_Exercise instructions_
Whatever appears in the records, write it out again exactly.

_Raw data_
========================================================================

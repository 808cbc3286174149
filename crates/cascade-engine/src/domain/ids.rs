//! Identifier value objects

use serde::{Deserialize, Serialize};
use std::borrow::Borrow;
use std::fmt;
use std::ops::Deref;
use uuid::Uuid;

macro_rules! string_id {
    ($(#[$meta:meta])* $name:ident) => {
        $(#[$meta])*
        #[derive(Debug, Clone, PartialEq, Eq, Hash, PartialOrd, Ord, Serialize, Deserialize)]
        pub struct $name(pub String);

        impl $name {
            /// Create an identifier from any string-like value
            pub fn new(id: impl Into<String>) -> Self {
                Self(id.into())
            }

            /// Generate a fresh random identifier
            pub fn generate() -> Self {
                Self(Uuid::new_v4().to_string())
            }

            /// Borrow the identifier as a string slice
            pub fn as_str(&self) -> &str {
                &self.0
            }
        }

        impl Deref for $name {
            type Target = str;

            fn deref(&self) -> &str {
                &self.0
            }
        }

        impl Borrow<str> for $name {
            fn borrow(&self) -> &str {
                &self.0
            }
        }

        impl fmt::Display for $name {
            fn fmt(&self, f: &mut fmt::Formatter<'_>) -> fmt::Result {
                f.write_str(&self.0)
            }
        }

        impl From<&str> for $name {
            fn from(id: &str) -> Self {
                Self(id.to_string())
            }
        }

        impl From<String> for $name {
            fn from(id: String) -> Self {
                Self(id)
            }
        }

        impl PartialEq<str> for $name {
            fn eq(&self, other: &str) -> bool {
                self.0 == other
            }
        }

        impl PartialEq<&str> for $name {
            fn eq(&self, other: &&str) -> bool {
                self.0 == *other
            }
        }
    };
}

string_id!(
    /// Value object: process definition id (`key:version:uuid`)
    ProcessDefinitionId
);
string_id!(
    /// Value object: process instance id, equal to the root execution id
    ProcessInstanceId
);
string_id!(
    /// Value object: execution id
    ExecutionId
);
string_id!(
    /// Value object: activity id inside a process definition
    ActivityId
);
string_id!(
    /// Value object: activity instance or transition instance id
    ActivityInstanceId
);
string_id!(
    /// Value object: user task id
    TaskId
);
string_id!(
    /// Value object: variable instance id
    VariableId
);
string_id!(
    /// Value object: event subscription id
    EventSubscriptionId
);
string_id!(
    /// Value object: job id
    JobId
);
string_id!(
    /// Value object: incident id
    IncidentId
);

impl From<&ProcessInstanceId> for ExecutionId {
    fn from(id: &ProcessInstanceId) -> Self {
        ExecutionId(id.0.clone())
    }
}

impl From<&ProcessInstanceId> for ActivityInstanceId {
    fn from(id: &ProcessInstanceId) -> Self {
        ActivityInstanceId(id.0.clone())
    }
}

========================================================================

_Solved problem_
repository 808cbc3286174149
filename crates/cascade-engine/src/domain/ids.rs
//! Identifier value objects

use serde::{Deserialize, Serialize};
use std::borrow::Borrow;
use std::fmt;
use std::ops::Deref;
use uuid::Uuid;

macro_rules! string_id {
    ($(#[$meta:meta])* $name:ident) => {
        $(#[$meta])*
        #[derive(Debug, Clone, PartialEq, Eq, Hash, PartialOrd, Ord, Serialize, Deserialize)]
        pub struct $name(pub String);

        impl $name {
            /// Create an identifier from any string-like value
            pub fn new(id: impl Into<String>) -> Self {
                Self(id.into())
            }

            /// Generate a fresh random identifier
            pub fn generate() -> Self {
                Self(Uuid::new_v4().to_string())
            }

            /// Borrow the identifier as a string slice
            pub fn as_str(&self) -> &str {
                &self.0
            }
        }

        impl Deref for $name {
            type Target = str;

            fn deref(&self) -> &str {
                &self.0
            }
        }

        impl Borrow<str> for $name {
            fn borrow(&self) -> &str {
                &self.0
            }
        }

        impl fmt::Display for $name {
            fn fmt(&self, f: &mut fmt::Formatter<'_>) -> fmt::Result {
                f.write_str(&self.0)
            }
        }

        impl From<&str> for $name {
            fn from(id: &str) -> Self {
                Self(id.to_string())
            }
        }

        impl From<String> for $name {
            fn from(id: String) -> Self {
                Self(id)
            }
        }

        impl PartialEq<str> for $name {
            fn eq(&self, other: &str) -> bool {
                self.0 == other
            }
        }

        impl PartialEq<&str> for $name {
            fn eq(&self, other: &&str) -> bool {
                self.0 == *other
            }
        }
    };
}

string_id!(
    /// Value object: process definition id (`key:version:uuid`)
    ProcessDefinitionId
);
string_id!(
    /// Value object: process instance id, equal to the root execution id
    ProcessInstanceId
);
string_id!(
    /// Value object: execution id
    ExecutionId
);
string_id!(
    /// Value object: activity id inside a process definition
    ActivityId
);
string_id!(
    /// Value object: activity instance or transition instance id
    ActivityInstanceId
);
string_id!(
    /// Value object: user task id
    TaskId
);
string_id!(
    /// Value object: variable instance id
    VariableId
);
string_id!(
    /// Value object: event subscription id
    EventSubscriptionId
);
string_id!(
    /// Value object: job id
    JobId
);
string_id!(
    /// Value object: incident id
    IncidentId
);

impl From<&ProcessInstanceId> for ExecutionId {
    fn from(id: &ProcessInstanceId) -> Self {
        ExecutionId(id.0.clone())
    }
}

impl From<&ProcessInstanceId> for ActivityInstanceId {
    fn from(id: &ProcessInstanceId) -> Self {
        ActivityInstanceId(id.0.clone())
    }
}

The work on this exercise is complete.